Jak wszyscy, którzy rozpoczęli studia jesienią 2016 r. i otrzymają dyplom wiosną tego roku, moje doświadczenie na studiach było prześladowane przez tragedię nie do pokonania. Nasze czteroletnie studia są wciśnięte między wybór Donalda Trumpa na prezydenta a eskalacja COVID-19, przerywane masowymi strzelaninami i przypadkami napaści na tle seksualnym na naszych kampusach i poza nimi. Zaczęliśmy szkołę, gdy nasz naród wszedł w stan politycznej, ekonomicznej i emocjonalnej niepewności i wygląda na to, że skończymy na podobnym tonie, tym razem w skali globalnej.

Na razie nadal mieszkam w moim mieszkaniu poza kampusem, ale staram się śledzić, którzy z moich przyjaciół są nadal w mieście, a których mogę już nigdy nie zobaczyć. Niektórzy uczniowie zaprzeczają i nadal gromadzą się na swoich podwórkach, aby popijać. W weekend poprzedzający Dzień Św. Tymczasem studio jogi, w którym pracowałam jako instruktorka, zostało zamknięte i zastanawiam się, czy klasa 2020 będzie miała jakiekolwiek perspektywy pracy, kiedy będziemy ukończyć.

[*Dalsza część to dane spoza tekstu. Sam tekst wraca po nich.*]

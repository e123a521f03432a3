use anyhow::{Context, Result};
use std::path::PathBuf;
use std::sync::Arc;
use std::sync::atomic::AtomicBool;
use tokio::signal;

use lib_telemetry::GroundStation;

mod console_logic;
use console_logic::{config, logger, operator, render};

#[tokio::main]
async fn main() -> Result<()> {
    // A missing .env file is fine.
    let _ = dotenvy::dotenv();

    let config = config::load_config();
    let log_dir = config.log_dir.clone().unwrap_or_else(|| PathBuf::from("./logs"));
    let log_level = config.log_level.clone().unwrap_or_else(|| "info".to_string());
    logger::setup_logging(&log_dir, &log_level)?;

    let settings = config.to_settings()?;
    let station = Arc::new(
        GroundStation::with_default_transports(settings).context("initializing ground station")?,
    );
    let show_parsed = Arc::new(AtomicBool::new(config.show_parsed.unwrap_or(false)));

    let (shutdown_tx, _) = tokio::sync::broadcast::channel(1);
    let mut quit_rx = shutdown_tx.subscribe();

    // Subscribe before anything else can append, then replay the startup entries.
    let events = station.subscribe();
    for entry in station.console().entries() {
        println!("{}", render::console_line(&entry));
    }

    let printer_handle = tokio::spawn(operator::run_printer(
        events,
        show_parsed.clone(),
        shutdown_tx.subscribe(),
    ));

    if let Some(port) = &config.auto_open {
        // The outcome is narrated on the console.
        let _ = station.open(port).await;
    }

    let operator_handle = tokio::spawn(operator::run_operator(
        station.clone(),
        show_parsed.clone(),
        shutdown_tx.clone(),
    ));

    // Wait for shutdown signal
    tokio::select! {
        _ = signal::ctrl_c() => {
            log::info!("Ctrl-C received, initiating shutdown.");
        }
        _ = quit_rx.recv() => {
            log::info!("Operator quit, initiating shutdown.");
        }
        _ = async {
            #[cfg(unix)]
            {
                match signal::unix::signal(signal::unix::SignalKind::terminate()) {
                    Ok(mut term_signal) => {
                        term_signal.recv().await;
                        log::info!("SIGTERM received, initiating shutdown.");
                    }
                    Err(e) => {
                        log::warn!("Cannot listen for SIGTERM: {}", e);
                        std::future::pending::<()>().await;
                    }
                }
            }
            #[cfg(not(unix))]
            {
                // On non-unix platforms, just wait forever.
                std::future::pending::<()>().await;
            }
        } => {}
    }

    // Send shutdown signal to all components
    let _ = shutdown_tx.send(());

    station.shutdown().await;

    // The operator task may be parked on a stdin read that never returns.
    operator_handle.abort();
    let _ = printer_handle.await;

    log::info!("Shutdown complete.");
    Ok(())
}
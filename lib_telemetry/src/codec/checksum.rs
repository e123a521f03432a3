//! # Frame Integrity Policies
//!
//! A `FrameCheck` computes the 16-bit checksum carried at the end of every
//! frame. The same policy must be applied by the encoder and the parser.

use std::fmt;
use std::str::FromStr;
use std::sync::Arc;

use crc::{Crc, CRC_16_IBM_3740};
use serde::{Deserialize, Serialize};

const CRC16: Crc<u16> = Crc::<u16>::new(&CRC_16_IBM_3740);

/// Checksum policy applied to the length byte and payload of a frame.
pub trait FrameCheck: Send + Sync + fmt::Debug {
    /// Short policy name for logs.
    fn name(&self) -> &'static str;

    /// Checksum over `data`.
    fn compute(&self, data: &[u8]) -> u16;
}

/// CRC-16/IBM-3740 (polynomial 0x1021, init 0xFFFF).
#[derive(Debug, Clone, Copy, Default)]
pub struct Crc16;

impl FrameCheck for Crc16 {
    fn name(&self) -> &'static str {
        "crc16"
    }

    fn compute(&self, data: &[u8]) -> u16 {
        CRC16.checksum(data)
    }
}

/// NMEA-style XOR of every byte, carried in the low half of the checksum
/// field. The high half is always zero.
#[derive(Debug, Clone, Copy, Default)]
pub struct Xor8;

impl FrameCheck for Xor8 {
    fn name(&self) -> &'static str {
        "xor8"
    }

    fn compute(&self, data: &[u8]) -> u16 {
        u16::from(data.iter().fold(0u8, |acc, byte| acc ^ byte))
    }
}

/// Configuration-level selector for a `FrameCheck` policy.
#[derive(Debug, Clone, Copy, Default, PartialEq, Eq, Serialize, Deserialize)]
#[serde(rename_all = "camelCase")]
pub enum ChecksumKind {
    /// CRC-16/IBM-3740.
    #[default]
    Crc16,
    /// XOR of every byte.
    Xor8,
}

impl ChecksumKind {
    /// Builds the shared policy object for this kind.
    pub fn policy(self) -> Arc<dyn FrameCheck> {
        match self {
            ChecksumKind::Crc16 => Arc::new(Crc16),
            ChecksumKind::Xor8 => Arc::new(Xor8),
        }
    }
}

impl fmt::Display for ChecksumKind {
    fn fmt(&self, f: &mut fmt::Formatter<'_>) -> fmt::Result {
        f.write_str(self.policy().name())
    }
}

impl FromStr for ChecksumKind {
    type Err = String;

    fn from_str(s: &str) -> Result<Self, Self::Err> {
        match s.trim().to_ascii_lowercase().as_str() {
            "crc16" => Ok(ChecksumKind::Crc16),
            "xor8" => Ok(ChecksumKind::Xor8),
            other => Err(format!("unknown checksum kind '{other}' (expected crc16 or xor8)")),
        }
    }
}
//! # Serial Ports
//!
//! Port discovery, the exclusive port session and the transports behind it.
//!
//! ## Core Components:
//!
//! - **`transport`**: The `SerialTransport` seam and the `CompositeTransport`
//!   that merges several of them.
//! - **`registry`**: The `PortRegistry` enforcing one open port at a time.
//! - **`reader`**: The blocking loop that feeds the parser from the open port.
//! - **`serial`**: Operating-system ports (feature `serial`).
//! - **`sim`**: The frame-emitting telemetry simulator.
//! - **`mock`**: An in-memory transport driven by tests.

#![forbid(unsafe_code)]
#![warn(missing_docs, rust_2018_idioms, unused_qualifications)]

/// Port lifecycle errors.
pub mod error;
/// In-memory transport for tests and demos.
pub mod mock;
mod reader;
/// The exclusive port registry.
pub mod registry;
/// Operating-system serial ports.
#[cfg(feature = "serial")]
pub mod serial;
/// Telemetry simulator transport.
pub mod sim;
/// The transport seam.
pub mod transport;

// --- Public API Re-exports ---
pub use error::PortError;
pub use mock::{MockDevice, MockTransport};
pub use registry::{Port, PortRegistry, PortState};
#[cfg(feature = "serial")]
pub use serial::OsSerialTransport;
pub use sim::{SimConfig, SimTransport, SIM_PORT_ID};
pub use transport::{ByteStream, CompositeTransport, PortInfo, SerialTransport, TransportError};
//! # Station Settings
//!
//! Every tunable of the core in one serde struct. Missing keys take their
//! defaults, so a settings file only needs the values it changes.

use std::fs;
use std::path::{Path, PathBuf};
use std::time::Duration;

use serde::{Deserialize, Serialize};
use thiserror::Error;

use crate::codec::{ChecksumKind, ParserConfig, DEFAULT_MAX_BUFFER, FRAME_LEN};
use crate::core::{DEFAULT_CONSOLE_CAPACITY, DEFAULT_EVENT_CAPACITY};
use crate::launch::{LaunchError, LaunchMode, LaunchScript, TelemetryCondition};
use crate::ports::SimConfig;

/// Default serial line speed.
pub const DEFAULT_BAUD_RATE: u32 = 115_200;
/// Default blocking read timeout in milliseconds.
pub const DEFAULT_READ_TIMEOUT_MS: u64 = 100;

const MAX_READ_TIMEOUT_MS: u64 = 10_000;
const MAX_SIMULATOR_RATE_HZ: f64 = 1000.0;

#[derive(Debug, Error)]
/// # Configuration Error
pub enum ConfigError {
    /// A settings or script file could not be read.
    #[error("failed to read {}: {source}", .path.display())]
    Io {
        /// File that failed.
        path: PathBuf,
        /// Underlying error.
        #[source]
        source: std::io::Error,
    },

    /// A settings file is not valid JSON for `StationSettings`.
    #[error("failed to parse {}: {source}", .path.display())]
    Parse {
        /// File that failed.
        path: PathBuf,
        /// Underlying error.
        #[source]
        source: serde_json::Error,
    },

    /// A value is out of range.
    #[error("invalid setting {field}: {reason}")]
    Invalid {
        /// Setting name as it appears in the file.
        field: &'static str,
        /// What is wrong with it.
        reason: String,
    },

    /// The launch script or its live conditions are unusable.
    #[error(transparent)]
    Script(#[from] LaunchError),
}

/// # Station Settings
#[derive(Debug, Clone, PartialEq, Serialize, Deserialize)]
#[serde(rename_all = "camelCase", default)]
pub struct StationSettings {
    /// Console entries kept before the oldest is evicted.
    pub console_capacity: usize,
    /// Events buffered per bus subscriber.
    pub event_capacity: usize,
    /// Bytes the parser holds without seeing a frame marker.
    pub max_frame_buffer: usize,
    /// Frame integrity policy.
    pub checksum: ChecksumKind,
    /// Serial line speed.
    pub baud_rate: u32,
    /// Blocking read timeout, bounding how fast a close is noticed.
    pub read_timeout_ms: u64,
    /// Offer the `SIM0` simulator port.
    pub simulator: bool,
    /// Simulator frame rate.
    pub simulator_rate_hz: f64,
    /// Simulator corrupts every n-th frame when set.
    pub simulator_corrupt_every: Option<u32>,
    /// Mock (timed) or live (telemetry-driven) launches.
    pub launch_mode: LaunchMode,
    /// JSON script replacing the built-in countdown.
    pub launch_script: Option<PathBuf>,
    /// Live-mode conditions, empty or one per script step.
    pub live_conditions: Vec<Option<TelemetryCondition>>,
}

impl Default for StationSettings {
    fn default() -> Self {
        Self {
            console_capacity: DEFAULT_CONSOLE_CAPACITY,
            event_capacity: DEFAULT_EVENT_CAPACITY,
            max_frame_buffer: DEFAULT_MAX_BUFFER,
            checksum: ChecksumKind::default(),
            baud_rate: DEFAULT_BAUD_RATE,
            read_timeout_ms: DEFAULT_READ_TIMEOUT_MS,
            simulator: true,
            simulator_rate_hz: SimConfig::default().rate_hz,
            simulator_corrupt_every: None,
            launch_mode: LaunchMode::default(),
            launch_script: None,
            live_conditions: Vec::new(),
        }
    }
}

impl StationSettings {
    /// Reads and validates a JSON settings file.
    pub fn from_json_file(path: impl AsRef<Path>) -> Result<Self, ConfigError> {
        let path = path.as_ref();
        let text = fs::read_to_string(path).map_err(|source| ConfigError::Io {
            path: path.to_path_buf(),
            source,
        })?;
        let settings: Self = serde_json::from_str(&text).map_err(|source| ConfigError::Parse {
            path: path.to_path_buf(),
            source,
        })?;
        settings.validate()?;
        Ok(settings)
    }

    /// Checks every value is in range.
    pub fn validate(&self) -> Result<(), ConfigError> {
        let invalid = |field: &'static str, reason: String| Err(ConfigError::Invalid { field, reason });

        if self.console_capacity == 0 {
            return invalid("consoleCapacity", "must be at least 1".into());
        }
        if self.event_capacity == 0 {
            return invalid("eventCapacity", "must be at least 1".into());
        }
        if self.max_frame_buffer < FRAME_LEN {
            return invalid(
                "maxFrameBuffer",
                format!("{} is smaller than one frame ({FRAME_LEN} bytes)", self.max_frame_buffer),
            );
        }
        if self.baud_rate == 0 {
            return invalid("baudRate", "must be positive".into());
        }
        if !(1..=MAX_READ_TIMEOUT_MS).contains(&self.read_timeout_ms) {
            return invalid(
                "readTimeoutMs",
                format!("{} is outside 1..={MAX_READ_TIMEOUT_MS}", self.read_timeout_ms),
            );
        }
        let rate = self.simulator_rate_hz;
        if !(rate.is_finite() && rate > 0.0 && rate <= MAX_SIMULATOR_RATE_HZ) {
            return invalid(
                "simulatorRateHz",
                format!("{rate} is outside (0, {MAX_SIMULATOR_RATE_HZ}]"),
            );
        }
        if self.simulator_corrupt_every == Some(0) {
            return invalid("simulatorCorruptEvery", "must be at least 1 when set".into());
        }
        Ok(())
    }

    /// Loads the configured script, or the built-in countdown, and checks the
    /// live conditions line up with it.
    pub fn load_launch_script(&self) -> Result<LaunchScript, ConfigError> {
        let script = match &self.launch_script {
            Some(path) => {
                let text = fs::read_to_string(path).map_err(|source| ConfigError::Io {
                    path: path.clone(),
                    source,
                })?;
                LaunchScript::from_json(&text)?
            }
            None => LaunchScript::mock_default(),
        };

        let conditions = self.live_conditions.len();
        if conditions != 0 && conditions != script.len() {
            return Err(LaunchError::TriggerMismatch {
                steps: script.len(),
                conditions,
            }
            .into());
        }
        Ok(script)
    }

    /// Parser settings for each port session.
    pub fn parser_config(&self) -> ParserConfig {
        ParserConfig {
            checksum: self.checksum,
            max_buffer: self.max_frame_buffer,
        }
    }

    /// Simulator settings.
    pub fn sim_config(&self) -> SimConfig {
        SimConfig {
            rate_hz: self.simulator_rate_hz,
            corrupt_every: self.simulator_corrupt_every,
            checksum: self.checksum,
            ..SimConfig::default()
        }
    }

    /// Read timeout as a `Duration`.
    pub fn read_timeout(&self) -> Duration {
        Duration::from_millis(self.read_timeout_ms)
    }
}
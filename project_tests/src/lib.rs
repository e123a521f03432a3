//! # Shared Fixtures
//!
//! Builders used by the integration tests under `tests/` and by the
//! simulator runner.

use std::sync::Arc;
use std::time::Duration;

use bytes::Bytes;
use lib_telemetry::codec::{encode_frame, Crc16};
use lib_telemetry::ports::MockTransport;
use lib_telemetry::{Capabilities, GroundStation, StationSettings, TelemetryRecord};

/// A record with every field present.
pub fn full_record() -> TelemetryRecord {
    TelemetryRecord {
        timestamp_ms: Some(12_345),
        accel_x: Some(0.12),
        accel_y: Some(-0.05),
        accel_z: Some(9.81),
        battery_pct: Some(87.0),
        rssi_dbm: Some(-72.5),
        satellite_count: Some(9),
        mission_time_s: Some(12.3),
    }
}

/// A record carrying only a battery reading.
pub fn battery_record(pct: f64) -> TelemetryRecord {
    TelemetryRecord {
        battery_pct: Some(pct),
        ..Default::default()
    }
}

/// `record` encoded as one CRC-16 frame.
pub fn frame(record: &TelemetryRecord) -> Bytes {
    encode_frame(record, &Crc16)
}

/// A station over a mock transport exposing `ports`.
pub fn mock_station(settings: StationSettings, ports: &[&str]) -> (GroundStation, MockTransport) {
    let transport = MockTransport::with_ports(ports.iter().copied());
    let caps = Capabilities::detect(&settings);
    let station = GroundStation::new(settings, Arc::new(transport.clone()), caps)
        .expect("fixture settings are valid");
    (station, transport)
}

/// Polls `condition` every 5ms until it holds or `timeout` elapses.
pub async fn wait_for(timeout: Duration, mut condition: impl FnMut() -> bool) -> bool {
    let deadline = tokio::time::Instant::now() + timeout;
    loop {
        if condition() {
            return true;
        }
        if tokio::time::Instant::now() >= deadline {
            return false;
        }
        tokio::time::sleep(Duration::from_millis(5)).await;
    }
}
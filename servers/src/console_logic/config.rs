use anyhow::{Context, Result};
use clap::Parser;
use lib_telemetry::{ChecksumKind, LaunchMode, StationSettings};
use serde::{Deserialize, Serialize};
use std::fs;
use std::path::{Path, PathBuf};

/// Config file read when `--config-path` is not given.
pub const DEFAULT_CONFIG_FILE: &str = "server_console.conf";

#[derive(Parser, Deserialize, Serialize, Debug, Clone, Default, PartialEq)]
#[clap(about = "Ground station operator console", version)]
#[serde(rename_all = "camelCase")]
pub struct Config {
    #[clap(long, env = "STATION_CONFIG_PATH", help = "Path to the JSON configuration file.")]
    pub config_path: Option<PathBuf>,

    #[clap(long, env = "STATION_SETTINGS_PATH", help = "Path to a JSON station settings file used as the base for every station option.")]
    pub settings_path: Option<PathBuf>,

    #[clap(long, env = "STATION_LOG_DIR", help = "Directory for log files.")]
    pub log_dir: Option<PathBuf>,

    #[clap(long, env = "STATION_LOG_LEVEL", help = "Logging level (trace, debug, info, warn, error).")]
    pub log_level: Option<String>,

    #[clap(long, env = "STATION_CONSOLE_CAPACITY", help = "Console entries kept before the oldest is evicted.")]
    pub console_capacity: Option<usize>,

    #[clap(long, env = "STATION_BAUD_RATE", help = "Serial line speed.")]
    pub baud_rate: Option<u32>,

    #[clap(long, env = "STATION_CHECKSUM", help = "Frame checksum policy (crc16, xor8).")]
    pub checksum: Option<ChecksumKind>,

    #[clap(long, env = "STATION_SIMULATOR", help = "Offer the SIM0 telemetry simulator port (true/false).")]
    pub simulator: Option<bool>,

    #[clap(long, env = "STATION_SIM_RATE_HZ", help = "Simulator frames per second.")]
    pub simulator_rate_hz: Option<f64>,

    #[clap(long, env = "STATION_SIM_CORRUPT_EVERY", help = "Corrupt every n-th simulated frame.")]
    pub simulator_corrupt_every: Option<u32>,

    #[clap(long, env = "STATION_LAUNCH_MODE", help = "Launch mode (mock, live).")]
    pub launch_mode: Option<LaunchMode>,

    #[clap(long, env = "STATION_LAUNCH_SCRIPT", help = "JSON launch script replacing the built-in countdown.")]
    pub launch_script: Option<PathBuf>,

    #[clap(long, env = "STATION_AUTO_OPEN", help = "Port to open at startup.")]
    pub auto_open: Option<String>,

    #[clap(long, env = "STATION_SHOW_PARSED", help = "Print every decoded telemetry record (true/false).")]
    pub show_parsed: Option<bool>,
}

impl Config {
    // Merge two Config structs, where 'other' overrides 'self' for Some values
    fn merge(self, other: Config) -> Config {
        Config {
            config_path: other.config_path.or(self.config_path),
            settings_path: other.settings_path.or(self.settings_path),
            log_dir: other.log_dir.or(self.log_dir),
            log_level: other.log_level.or(self.log_level),
            console_capacity: other.console_capacity.or(self.console_capacity),
            baud_rate: other.baud_rate.or(self.baud_rate),
            checksum: other.checksum.or(self.checksum),
            simulator: other.simulator.or(self.simulator),
            simulator_rate_hz: other.simulator_rate_hz.or(self.simulator_rate_hz),
            simulator_corrupt_every: other.simulator_corrupt_every.or(self.simulator_corrupt_every),
            launch_mode: other.launch_mode.or(self.launch_mode),
            launch_script: other.launch_script.or(self.launch_script),
            auto_open: other.auto_open.or(self.auto_open),
            show_parsed: other.show_parsed.or(self.show_parsed),
        }
    }

    /// Station settings: the settings file (or defaults) with every option
    /// given here applied on top.
    pub fn to_settings(&self) -> Result<StationSettings> {
        let mut settings = match &self.settings_path {
            Some(path) => StationSettings::from_json_file(path)
                .with_context(|| format!("loading station settings from {}", path.display()))?,
            None => StationSettings::default(),
        };

        if let Some(capacity) = self.console_capacity {
            settings.console_capacity = capacity;
        }
        if let Some(baud_rate) = self.baud_rate {
            settings.baud_rate = baud_rate;
        }
        if let Some(checksum) = self.checksum {
            settings.checksum = checksum;
        }
        if let Some(simulator) = self.simulator {
            settings.simulator = simulator;
        }
        if let Some(rate) = self.simulator_rate_hz {
            settings.simulator_rate_hz = rate;
        }
        if self.simulator_corrupt_every.is_some() {
            settings.simulator_corrupt_every = self.simulator_corrupt_every;
        }
        if let Some(mode) = self.launch_mode {
            settings.launch_mode = mode;
        }
        if self.launch_script.is_some() {
            settings.launch_script = self.launch_script.clone();
        }

        settings.validate().context("validating station settings")?;
        Ok(settings)
    }
}

fn default_log_dir() -> PathBuf {
    dirs::data_local_dir()
        .map(|dir| dir.join("ground_station").join("logs"))
        .unwrap_or_else(|| PathBuf::from("./logs"))
}

fn defaults() -> Config {
    Config {
        log_dir: Some(default_log_dir()),
        log_level: Some("info".to_string()),
        show_parsed: Some(false),
        ..Default::default()
    }
}

fn read_config_file(path: &Path) -> Option<Config> {
    if !path.exists() {
        log::info!("Config file not found at {}. Using defaults and environment/CLI variables.", path.display());
        return None;
    }
    match fs::read_to_string(path) {
        Ok(text) => match serde_json::from_str::<Config>(&text) {
            Ok(config) => Some(config),
            Err(e) => {
                log::warn!("Failed to parse config file {}: {}. Falling back to other sources.", path.display(), e);
                None
            }
        },
        Err(e) => {
            log::warn!("Failed to read config file {}: {}. Falling back to other sources.", path.display(), e);
            None
        }
    }
}

/// Resolves the configuration from defaults, the config file and `cli`
/// (which already carries environment overrides), in increasing priority.
pub fn resolve(cli: Config) -> Config {
    let config_file_path = cli
        .config_path
        .clone()
        .unwrap_or_else(|| PathBuf::from(DEFAULT_CONFIG_FILE));

    let mut current = defaults();
    if let Some(file_config) = read_config_file(&config_file_path) {
        current = current.merge(file_config);
    }
    current.merge(cli)
}

pub fn load_config() -> Config {
    resolve(Config::parse())
}

#[cfg(test)]
mod tests {
    use super::*;
    use std::io::Write;

    #[test]
    fn cli_overrides_file_overrides_defaults() {
        let mut file = tempfile::NamedTempFile::new().unwrap();
        write!(file, r#"{{ "logLevel": "debug", "baudRate": 57600, "autoOpen": "COM3" }}"#).unwrap();

        let cli = Config {
            config_path: Some(file.path().to_path_buf()),
            baud_rate: Some(9600),
            ..Default::default()
        };
        let config = resolve(cli);

        assert_eq!(config.log_level.as_deref(), Some("debug"));
        assert_eq!(config.baud_rate, Some(9600));
        assert_eq!(config.auto_open.as_deref(), Some("COM3"));
        assert_eq!(config.show_parsed, Some(false));
        assert!(config.log_dir.is_some());
    }

    #[test]
    fn unreadable_file_falls_back_to_defaults() {
        let mut file = tempfile::NamedTempFile::new().unwrap();
        write!(file, "not json").unwrap();

        let config = resolve(Config {
            config_path: Some(file.path().to_path_buf()),
            ..Default::default()
        });
        assert_eq!(config.log_level.as_deref(), Some("info"));
    }

    #[test]
    fn options_are_applied_to_settings() {
        let config = Config {
            checksum: Some(ChecksumKind::Xor8),
            launch_mode: Some(LaunchMode::Live),
            simulator: Some(false),
            ..Default::default()
        };
        let settings = config.to_settings().unwrap();
        assert_eq!(settings.checksum, ChecksumKind::Xor8);
        assert_eq!(settings.launch_mode, LaunchMode::Live);
        assert!(!settings.simulator);

        let bad = Config {
            console_capacity: Some(0),
            ..Default::default()
        };
        assert!(bad.to_settings().is_err());
    }
}
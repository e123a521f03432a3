//! # Telemetry Record
//!
//! One decoded snapshot of the device's sensor and status fields. Every field
//! is optional: a freshly started station has seen nothing, and a device may
//! omit fields it cannot measure yet (no GPS fix, no battery gauge).

use serde::{Deserialize, Serialize};

/// # Telemetry Record
///
/// Records are never mutated once built. The store swaps whole records, so a
/// reader holding an `Arc<TelemetryRecord>` always sees one consistent frame.
#[derive(Debug, Clone, Default, PartialEq, Serialize, Deserialize)]
#[serde(rename_all = "camelCase")]
pub struct TelemetryRecord {
    /// Device uptime in milliseconds when the frame was produced.
    pub timestamp_ms: Option<u32>,
    /// Acceleration along X in m/s².
    pub accel_x: Option<f64>,
    /// Acceleration along Y in m/s².
    pub accel_y: Option<f64>,
    /// Acceleration along Z in m/s².
    pub accel_z: Option<f64>,
    /// Remaining battery charge in percent.
    pub battery_pct: Option<f64>,
    /// Received signal strength in dBm.
    pub rssi_dbm: Option<f64>,
    /// Number of GNSS satellites in view.
    pub satellite_count: Option<u8>,
    /// Mission clock reported by the device, in seconds.
    pub mission_time_s: Option<f64>,
}

impl TelemetryRecord {
    /// True when no field has been decoded yet.
    pub fn is_empty(&self) -> bool {
        *self == Self::default()
    }

    /// Magnitude of the acceleration vector, if all three axes are present.
    pub fn accel_magnitude(&self) -> Option<f64> {
        let (x, y, z) = (self.accel_x?, self.accel_y?, self.accel_z?);
        Some((x * x + y * y + z * z).sqrt())
    }
}
//! # Port Reader
//!
//! The blocking loop that owns an open stream and its `FrameParser`. It runs
//! on a `spawn_blocking` thread for the lifetime of one port session.

use std::io::{self, Read};
use std::sync::{Arc, Mutex, MutexGuard, PoisonError};

use tokio_util::sync::CancellationToken;

use crate::codec::{FrameParser, ParseEvent};
use crate::core::{ConsoleLog, EventBus, StationEvent, TelemetryStore};
use crate::ports::error::PortError;
use crate::ports::registry::{PortState, RegistryShared};
use crate::ports::transport::ByteStream;

const READ_CHUNK: usize = 256;

/// Everything the reader thread owns or shares.
pub(crate) struct PortReader {
    pub(crate) session_id: u64,
    pub(crate) port_id: String,
    pub(crate) stream: ByteStream,
    pub(crate) parser: FrameParser,
    pub(crate) cancel: CancellationToken,
    pub(crate) shared: Arc<Mutex<RegistryShared>>,
    pub(crate) console: Arc<ConsoleLog>,
    pub(crate) store: Arc<TelemetryStore>,
    pub(crate) bus: EventBus,
}

impl PortReader {
    /// Reads until cancelled or the stream ends.
    pub(crate) fn run(mut self) {
        let mut buf = [0u8; READ_CHUNK];
        let mut acquired = false;

        let disconnect = loop {
            if self.cancel.is_cancelled() {
                break None;
            }
            match self.stream.read(&mut buf) {
                Ok(0) => break Some("end of stream".to_string()),
                Ok(n) => self.ingest(&buf[..n], &mut acquired),
                Err(e) if is_idle(&e) => continue,
                Err(e) => break Some(e.to_string()),
            }
        };

        log::debug!(
            "Reader for {} exiting, {} partial bytes dropped",
            self.port_id,
            self.parser.buffered()
        );
        self.parser.reset();

        if let Some(reason) = disconnect {
            self.disconnected(reason);
        }
    }

    fn ingest(&mut self, bytes: &[u8], acquired: &mut bool) {
        for event in self.parser.feed(bytes) {
            match event {
                ParseEvent::Record(record) => {
                    self.store.replace(record);
                    if !*acquired {
                        *acquired = true;
                        self.console
                            .info(format!("telemetry stream acquired on {}", self.port_id));
                    }
                }
                ParseEvent::Error(err) => {
                    self.store.record_error();
                    log::warn!("{}: {}", self.port_id, err);
                    self.console.error(err.to_string());
                }
            }
        }
    }

    /// Implicit close after a read failure: one error entry, then the same
    /// `closed` line an explicit close writes. Skipped when `close()` already
    /// took the session.
    fn disconnected(&self, reason: String) {
        let mut shared = lock(&self.shared);
        let ours = shared
            .session
            .as_ref()
            .is_some_and(|session| session.id == self.session_id);
        if !ours || self.cancel.is_cancelled() {
            return;
        }
        shared.session = None;

        let err = PortError::PortDisconnected {
            port_id: self.port_id.clone(),
            reason,
        };
        log::warn!("{}", err);
        self.console.error(err.to_string());
        self.console.info(format!("closed {}", self.port_id));
        self.bus.publish(StationEvent::PortChanged {
            port_id: self.port_id.clone(),
            state: PortState::Closed,
        });
    }
}

fn is_idle(err: &io::Error) -> bool {
    matches!(
        err.kind(),
        io::ErrorKind::TimedOut | io::ErrorKind::WouldBlock | io::ErrorKind::Interrupted
    )
}

pub(crate) fn lock(shared: &Mutex<RegistryShared>) -> MutexGuard<'_, RegistryShared> {
    shared.lock().unwrap_or_else(PoisonError::into_inner)
}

Jak studenci mają skupić się na nauce, kiedy każdy aspekt życia teraz wydaje się być w powietrzu? Dla większości z nas zwracanie uwagi na zajęcia online jest najmniejszym zmartwieniem.

COVID College

W poniedziałek, 16 marca, jedna z najpopularniejszych kawiarni i miejsc do nauki w UGA, Jittery Joe's Five Points, oferuje tylko zamówienia na wynos. Pracownik Jittery Joe, który nie chciał być fotografowany, mówił o tym, że godziny pracy kawiarni pozostają takie same, pomimo znacznie mniejszego biznesu.

| Źródło: Caroline Head

Utrata pracy była głównym źródłem obaw. Jamie Lawrence jest studentem czwartego roku na Uniwersytecie Chatham w Pensylwanii, który ma ukończyć studia w grudniu tego roku. „Kiedy [NCAA] ogłosiło, że wszystkie wiosenne sporty zostały odwołane, oznaczało to moją pracę”, mówi Jamie, która pracowała od 15 do 20 godzin tygodniowo jako personel gry na arenie swojej szkoły. W ciągu tygodnia godziny jej drugiej pracy jako kelnerki zostały znacznie zmniejszone, biorąc pod uwagę stanowy zakaz spożywania posiłków. „Technicznie nadal potrzebujemy jednego serwera każdego dnia, aby realizować zamówienia z dostawą i na wynos, ale mamy 20-kilka serwerów”. Wątpi, by któryś z nich zarobił na tyle, by przeżyć.

„W związku z pogłoskami, że może to potrwać jak długo, mogę zacząć się zmagać” – mówi; prawdopodobnie opuści kampus, aby zostać z matką, półtorej godziny jazdy samochodem.

Studentka U of M wyprowadza się ze swojego akademika w South Quadrangle po tym, jak rektor uniwersytetu poprosił wszystkich studentów o powrót do domu.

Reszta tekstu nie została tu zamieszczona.